You might as well have called the Maytag man because I was on a non-stop spin cycle, worrying, and with no end in sight!
Yet, as I waded through the muck, I was <gasp> in complete denial about my level of stress and fear! Can you believe that?!
It wasn’t until I began experiencing irrational anxiety in other unrelated areas (work, relationships, self-image), and my chiropractor voiced her concern over my obscenely tight shoulders/upper back and severe adrenal dysfunction, that I knew I really was in the midst of a fearfest.
So, I had to wonder: What can I do? What can any of us do when the inevitable weight of life bears down? It’s inevitable, so how do we cope for a healthier, happier well-being?
First thing’s first, BREATHE. When fear catches you on our heels, breathe. Recognize fear is not reality, but a defense mechanism – often driven by our ego – to protect us. Pause, acknowledge your feelings, realize this reaction is in some ways a blessing, and carry on.
Journal.
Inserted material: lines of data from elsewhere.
//! # Sealkit Core
//!
//! Core library for Sealkit - RSA key handling, password-based envelopes and
//! signed web forms.
//!
//! This crate provides the cryptographic facade independent of the CLI
//! interface. Primitives come from the RustCrypto crates; this crate owns the
//! formats and protocols built on top of them.
//!
//! ## Architecture
//!
//! - **keys**: public/private RSA keys and the key pair that composes them
//! - **envelope**: self-describing `options:cipher:hash:iv:data` encryption
//! - **form**: signed, expiring, IP-bound attestations attached to forms
//! - **digest**: hex digests and constant-time digest matching
//! - **password**: Argon2id password hashing
//! - **fs**: atomic key file writes
//!
//! ## Failure policy
//!
//! Key import and generation errors are fatal to the caller that asked for
//! the key. Per-call failures (encrypt, decrypt, sign, verify, envelope
//! decoding) are returned as recoverable errors, see [`SealError::is_fatal`].

pub mod digest;
pub mod envelope;
pub mod error;
pub mod form;
pub mod fs;
pub mod keys;
pub mod password;

pub use digest::HashAlgorithm;
pub use envelope::{Envelope, EnvelopeOptions, EnvelopeParams, SymmetricCipher};
pub use error::{FormError, Result, SealError};
pub use form::{
    Attestation, FieldMap, FieldValue, FixedRequest, FormElement, FormSigner, HtmlForm, KeyRing,
    RequestContext, SystemRequest,
};
pub use keys::{
    KeyPair, KeyParams, KeySource, KeyType, Padding, PrivateKey, PrivateKeyCipher, PublicKey,
};

/// Core version information
pub const VERSION: &str = env!("CARGO_PKG_VERSION");

#[cfg(test)]
mod tests {
    use super::*;

    #[test]
    fn test_version() {
        assert!(!VERSION.is_empty());
    }
}
use std::fmt;
use std::fs;
use std::path::Path;

use pkcs8::{DecodePublicKey, EncodePublicKey, LineEnding};
use rand::rngs::OsRng;
use rsa::pkcs1::DecodeRsaPublicKey;
use rsa::traits::PublicKeyParts;
use rsa::{BigUint, Oaep, Pkcs1v15Encrypt, RsaPublicKey};
use sha2::Sha256;

use super::{decode_base64, encode_base64, signature_scheme, Padding};
use crate::digest::HashAlgorithm;
use crate::error::{Result, SealError};

const SPKI_LABEL: &str = "-----BEGIN PUBLIC KEY-----";
const PKCS1_LABEL: &str = "-----BEGIN RSA PUBLIC KEY-----";

/// Minimum PKCS#1 v1.5 overhead: `00 01`, eight `FF` bytes, `00`.
const TYPE1_OVERHEAD: usize = 11;

/// An RSA public key.
///
/// Imports SubjectPublicKeyInfo (`PUBLIC KEY`) and PKCS#1 (`RSA PUBLIC KEY`)
/// PEM, and always exports SubjectPublicKeyInfo. The fingerprint is the
/// SHA-256 of the exported PEM, so two keys with the same modulus and
/// exponent always render the same regardless of how they were imported.
#[derive(Clone)]
pub struct PublicKey {
    key: RsaPublicKey,
    pem: String,
    fingerprint: String,
}

impl PublicKey {
    /// Parse PEM text.
    ///
    /// # Errors
    ///
    /// Returns `SealError::InvalidKeyMaterial` if the text holds no public
    /// key block or the block does not parse.
    pub fn import(pem: &str) -> Result<Self> {
        let pem = pem.trim();
        let key = if pem.contains(SPKI_LABEL) {
            RsaPublicKey::from_public_key_pem(pem)
                .map_err(|e| SealError::InvalidKeyMaterial(e.to_string()))?
        } else if pem.contains(PKCS1_LABEL) {
            RsaPublicKey::from_pkcs1_pem(pem)
                .map_err(|e| SealError::InvalidKeyMaterial(e.to_string()))?
        } else if pem.contains("PRIVATE KEY-----") {
            return Err(SealError::InvalidKeyMaterial(
                "expected a public key, found private key material".to_string(),
            ));
        } else {
            return Err(SealError::InvalidKeyMaterial(
                "no PEM public key block found".to_string(),
            ));
        };
        Self::from_rsa(key)
    }

    /// Read and parse a PEM file.
    pub fn import_from_file(path: impl AsRef<Path>) -> Result<Self> {
        let path = path.as_ref();
        if !path.is_file() {
            return Err(SealError::FileNotFound(path.to_path_buf()));
        }
        let pem = fs::read_to_string(path)?;
        Self::import(&pem)
    }

    pub(crate) fn from_rsa(key: RsaPublicKey) -> Result<Self> {
        let pem = key
            .to_public_key_pem(LineEnding::LF)
            .map_err(|e| SealError::InvalidKeyMaterial(e.to_string()))?;
        let fingerprint = HashAlgorithm::Sha256.hex_digest(pem.as_bytes());
        Ok(Self {
            key,
            pem,
            fingerprint,
        })
    }

    /// SubjectPublicKeyInfo PEM.
    pub fn export(&self) -> &str {
        &self.pem
    }

    /// Write the PEM to `path`, replacing any existing file.
    pub fn export_to_file(&self, path: impl AsRef<Path>) -> Result<()> {
        crate::fs::write_atomic(path.as_ref(), self.pem.as_bytes(), false)?;
        Ok(())
    }

    /// Hex SHA-256 of the exported PEM.
    pub fn fingerprint(&self) -> &str {
        &self.fingerprint
    }

    /// Modulus size in bits.
    pub fn bits(&self) -> usize {
        self.key.n().bits()
    }

    /// Modulus size in bytes, which is also the size of every ciphertext.
    pub fn size(&self) -> usize {
        self.key.size()
    }

    /// Encrypt so that only the private key holder can decrypt.
    pub fn encrypt(&self, data: &[u8], padding: Padding) -> Result<Vec<u8>> {
        let mut rng = OsRng;
        let result = match padding {
            Padding::Oaep => self.key.encrypt(&mut rng, Oaep::new::<Sha256>(), data),
            Padding::Pkcs1v15 => self.key.encrypt(&mut rng, Pkcs1v15Encrypt, data),
        };
        result.map_err(|e| SealError::Provider(format!("public encrypt: {}", e)))
    }

    /// [`encrypt`](Self::encrypt) with base64 output.
    pub fn encrypt_text(&self, data: &[u8], padding: Padding) -> Result<String> {
        self.encrypt(data, padding).map(|bytes| encode_base64(&bytes))
    }

    /// Recover data that the private key encrypted.
    ///
    /// This is the inverse of `PrivateKey::encrypt`: the ciphertext is raised
    /// to the public exponent and the PKCS#1 v1.5 type 1 block is stripped.
    /// Only [`Padding::Pkcs1v15`] has a meaning in this direction.
    pub fn decrypt(&self, data: &[u8], padding: Padding) -> Result<Vec<u8>> {
        if padding != Padding::Pkcs1v15 {
            return Err(SealError::UnsupportedPadding(format!(
                "{} cannot be used to decrypt with a public key",
                padding
            )));
        }

        let size = self.key.size();
        if data.len() != size {
            return Err(SealError::Provider(format!(
                "public decrypt: ciphertext is {} bytes, key size is {}",
                data.len(),
                size
            )));
        }
        let cipher = BigUint::from_bytes_be(data);
        if &cipher >= self.key.n() {
            return Err(SealError::Provider(
                "public decrypt: ciphertext out of range".to_string(),
            ));
        }

        let message = cipher.modpow(self.key.e(), self.key.n()).to_bytes_be();
        let mut block = vec![0u8; size];
        block[size - message.len()..].copy_from_slice(&message);
        strip_type1(&block)
    }

    /// [`decrypt`](Self::decrypt) with base64 input.
    pub fn decrypt_text(&self, data: &str, padding: Padding) -> Result<Vec<u8>> {
        self.decrypt(&decode_base64(data)?, padding)
    }

    /// Check a PKCS#1 v1.5 signature over `data`.
    ///
    /// `Ok(false)` means the signature is conclusively invalid. Any other
    /// provider failure is `SealError::VerificationInconclusive`.
    pub fn verify(&self, data: &[u8], signature: &[u8], algo: HashAlgorithm) -> Result<bool> {
        let hashed = algo.digest(data);
        match self.key.verify(signature_scheme(algo), &hashed, signature) {
            Ok(()) => Ok(true),
            Err(rsa::Error::Verification) => Ok(false),
            Err(e) => Err(SealError::VerificationInconclusive(e.to_string())),
        }
    }

    /// [`verify`](Self::verify) with a base64 signature.
    pub fn verify_text(&self, data: &[u8], signature: &str, algo: HashAlgorithm) -> Result<bool> {
        self.verify(data, &decode_base64(signature)?, algo)
    }

    pub(crate) fn rsa(&self) -> &RsaPublicKey {
        &self.key
    }
}

impl PartialEq for PublicKey {
    fn eq(&self, other: &Self) -> bool {
        self.key == other.key
    }
}

impl Eq for PublicKey {}

impl fmt::Display for PublicKey {
    fn fmt(&self, f: &mut fmt::Formatter<'_>) -> fmt::Result {
        f.write_str(&self.fingerprint)
    }
}

impl fmt::Debug for PublicKey {
    fn fmt(&self, f: &mut fmt::Formatter<'_>) -> fmt::Result {
        f.debug_struct("PublicKey")
            .field("bits", &self.bits())
            .field("fingerprint", &self.fingerprint)
            .finish()
    }
}

/// Strip `00 01 FF..FF 00` and return the payload.
fn strip_type1(block: &[u8]) -> Result<Vec<u8>> {
    let invalid = || SealError::Provider("public decrypt: invalid type 1 padding".to_string());

    if block.len() < TYPE1_OVERHEAD || block[0] != 0x00 || block[1] != 0x01 {
        return Err(invalid());
    }
    let separator = block[2..]
        .iter()
        .position(|&byte| byte != 0xff)
        .map(|offset| offset + 2)
        .ok_or_else(invalid)?;
    if block[separator] != 0x00 || separator < TYPE1_OVERHEAD - 1 {
        return Err(invalid());
    }
    Ok(block[separator + 1..].to_vec())
}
Explore your fears through writing and see what comes up. Whether you write a letter to yourself offering advice, or writing to yourself from your Higher Power reassuring you that you are cared for and provided for, grab a pen and see where the words take you!
Meditate. For those of you who enjoy sitting quietly with your thoughts, update your mental talk-track with mantras like those from Martha Beck found here. Replace any fearful statements with loving-kindness wishes & blessings for yourself and breathe easier with some of the weight lifted from your shoulders.
Choose different words when thinking or talking about your fear – whether self-talk or commiserating with friends. Our fear is a story we tell ourselves. Substitute the all-too-common “why is this happening to me” with “why is this happening for me?” What can I learn from this challenge, or what can I learn about myself by looking at why I may fear the outcome? Reframe, reframe, reframe.
For those of you with kids, here is an opportunity to help them expose their fear for what it is, like a monster in the closet. Ask questions, like What color is it? Does it have a name? Where do you feel it? Encourage them to look at the fear in the face and experience it, knowing they are safe, supported and out of harm’s way. This exploration is like peeking behind the curtain at the Wizard of Oz. It removes the veil of mystique, dissolving the fear in most cases… Come to think of it, shouldn’t we all do this, no matter what our age?
Fear, uncertainty, disappointment, unpredictable twists and turns, they’re all part of the show. The up’s and down’s are inevitable, and we have very little control over much more than how we respond. That FDR knew what he was talking about, “the only thing to fear, is fear itself.”
Why not lift the veil off our fears, let them unravel, and allow ourselves to be joyfully & fearlessly surprised by the adventure as it unfolds?